Pinnacle Financial Partners is an American bank headquartered in Nashville, Tennessee operating in Tennessee, as well as North Carolina, South Carolina, Virginia, Georgia, and Alabama.

History
The company was founded on February 20, 2000, by twelve Nashville businessmen who wished to create a locally-owned financial firm. In May 2002 the company went public on the NASDAQ with the symbol PNFP. Pinnacle gained naming rights for a new skyscraper in Downtown Nashville, The Pinnacle at Symphony Place, and the company leased  in the building, moving in during 2010.

On January 22, 2017, Pinnacle announced it was acquiring BNC Bank of High Point, North Carolina, which has branches in North Carolina, South Carolina and Virginia. The deal, worth $1.9 billion and completed June 16, 2017, gives Pinnacle operations in four states.

Pinnacle Financial Partners currently (as of December 31, 2017) has approximately US$22.2 billion in assets and has 115 offices. In 2020, Fortune magazine ranked Pinnacle Financial Partners at number 14 on their Fortune List of the Top 100 Companies to Work For in 2020, based on an employee survey of satisfaction.

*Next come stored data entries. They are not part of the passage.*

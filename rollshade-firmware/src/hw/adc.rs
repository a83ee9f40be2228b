//! Basic ADC support using direct PAC register access, plus the analog
//! sampling seam the motion core consults.

use rollshade_core::PowerMonitor;
use stm32f7xx_hal::pac;

/// ADC1 channel wired to the battery voltage divider.
const BATTERY_CHANNEL: u8 = 3;
/// ADC1 channel wired to the bridge shunt amplifier.
const CURRENT_CHANNEL: u8 = 4;

/// Battery divider ratio: the sense pin sees VBAT / 4.
const BATTERY_DIVIDER: u32 = 4;
/// ADC reference in millivolts.
const VREF_MV: u32 = 3300;

/// Generic ADC wrapper over a PAC ADCx peripheral.
pub struct Adc<ADC> {
    adc: ADC,
}

impl<ADC> Adc<ADC> {
    #[inline]
    pub fn free(self) -> ADC {
        self.adc
    }
}

fn init_basic_adc(adc: &pac::adc1::RegisterBlock) {
    // Power off to configure
    adc.cr2.modify(|_, w| w.adon().clear_bit());

    // 12-bit, right-aligned, software trigger
    adc.cr1.modify(|_, w| w.res().bits(0b00));
    adc.cr2.modify(|_, w| {
        w.cont().clear_bit();
        w.align().right();
        w.exten().disabled();
        w
    });

    // Power on
    adc.cr2.modify(|_, w| w.adon().set_bit());
}

/// Read a single channel with a long sample time.
fn read_channel(adc: &pac::adc1::RegisterBlock, channel: u8) -> u16 {
    if channel <= 9 {
        adc.smpr2.modify(|_, w| match channel {
            0 => w.smp0().bits(0b111),
            1 => w.smp1().bits(0b111),
            2 => w.smp2().bits(0b111),
            3 => w.smp3().bits(0b111),
            4 => w.smp4().bits(0b111),
            5 => w.smp5().bits(0b111),
            6 => w.smp6().bits(0b111),
            7 => w.smp7().bits(0b111),
            8 => w.smp8().bits(0b111),
            9 => w.smp9().bits(0b111),
            _ => unreachable!(),
        });
    }

    // Single conversion of the requested channel
    adc.sqr1.modify(|_, w| w.l().bits(0));
    adc.sqr3
        .modify(|_, w| unsafe { w.sq1().bits(channel & 0x1F) });

    adc.cr2.modify(|_, w| w.swstart().set_bit());
    while adc.sr.read().eoc().bit_is_clear() {}

    adc.dr.read().data().bits() as u16
}

impl Adc<pac::ADC1> {
    /// Create and initialize ADC1.
    pub fn adc1(adc1: pac::ADC1) -> Self {
        let rcc = unsafe { &*pac::RCC::ptr() };
        rcc.apb2enr.modify(|_, w| w.adc1en().set_bit());

        // ADC prescaler: PCLK2 / 4
        let common = unsafe { &*pac::ADC_COMMON::ptr() };
        common.ccr.modify(|_, w| w.adcpre().div4());

        init_basic_adc(&adc1);

        Self { adc: adc1 }
    }

    /// Read a single channel.
    #[inline]
    pub fn read(&self, channel: u8) -> u16 {
        read_channel(&self.adc, channel)
    }
}

/// Battery voltage and bridge current sampling for the motion core.
pub struct PowerSense {
    adc: Adc<pac::ADC1>,
}

impl PowerSense {
    pub fn new(adc: Adc<pac::ADC1>) -> Self {
        Self { adc }
    }
}

impl PowerMonitor for PowerSense {
    fn voltage(&mut self) -> u16 {
        let raw = self.adc.read(BATTERY_CHANNEL) as u32;
        // Raw counts -> battery millivolts -> sixteenths of a volt.
        let battery_mv = raw * VREF_MV * BATTERY_DIVIDER / 4095;
        (battery_mv * 16 / 1000) as u16
    }

    fn motor_current(&mut self) -> u8 {
        // The host only gets a byte; drop the low nibble.
        (self.adc.read(CURRENT_CHANNEL) >> 4) as u8
    }
}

As of December 31, 2022, Pinnacle Financial Partners operated 114 offices, including 48 in Tennessee, 37 in North Carolina, 23 in South Carolina, 10 in Virginia, 3 in Georgia and 2 in Alabama.

On June 17, 2021, Pinnacle announced its headquarters would move to four floors of a 34-story tower in Nashville Yards, and that the bank's name would appear on top of the building.

Programs

Shared Equity Program 
In 1996 the Housing Fund was created; they are a group which assists first time homebuyers in putting a down payment on their homes. On July 21, 2021, Pinnacle Financial Partners gave a $10 million investment towards their Shared Equity Program. This program provides low income individuals and families with the opportunities and means to buy their first home; by increasing homeownership to previously underserved and marginalized communities, there is a positive push towards increasing the accessibility and affordability of houses. The program is split into three parts: the homebuyers must be able to pay 1% of the price of the home, the program pays for 35%, and the loan from Pinnacle supplies the last 74%. As time goes on, the homeowners can steadily pay off the loan. This was somewhat modeled off of the concept of limited equity in order to build up the wealth for lower income people, allowing them to obtain access to opportunities that would result in an increase in wealth and prosperity.  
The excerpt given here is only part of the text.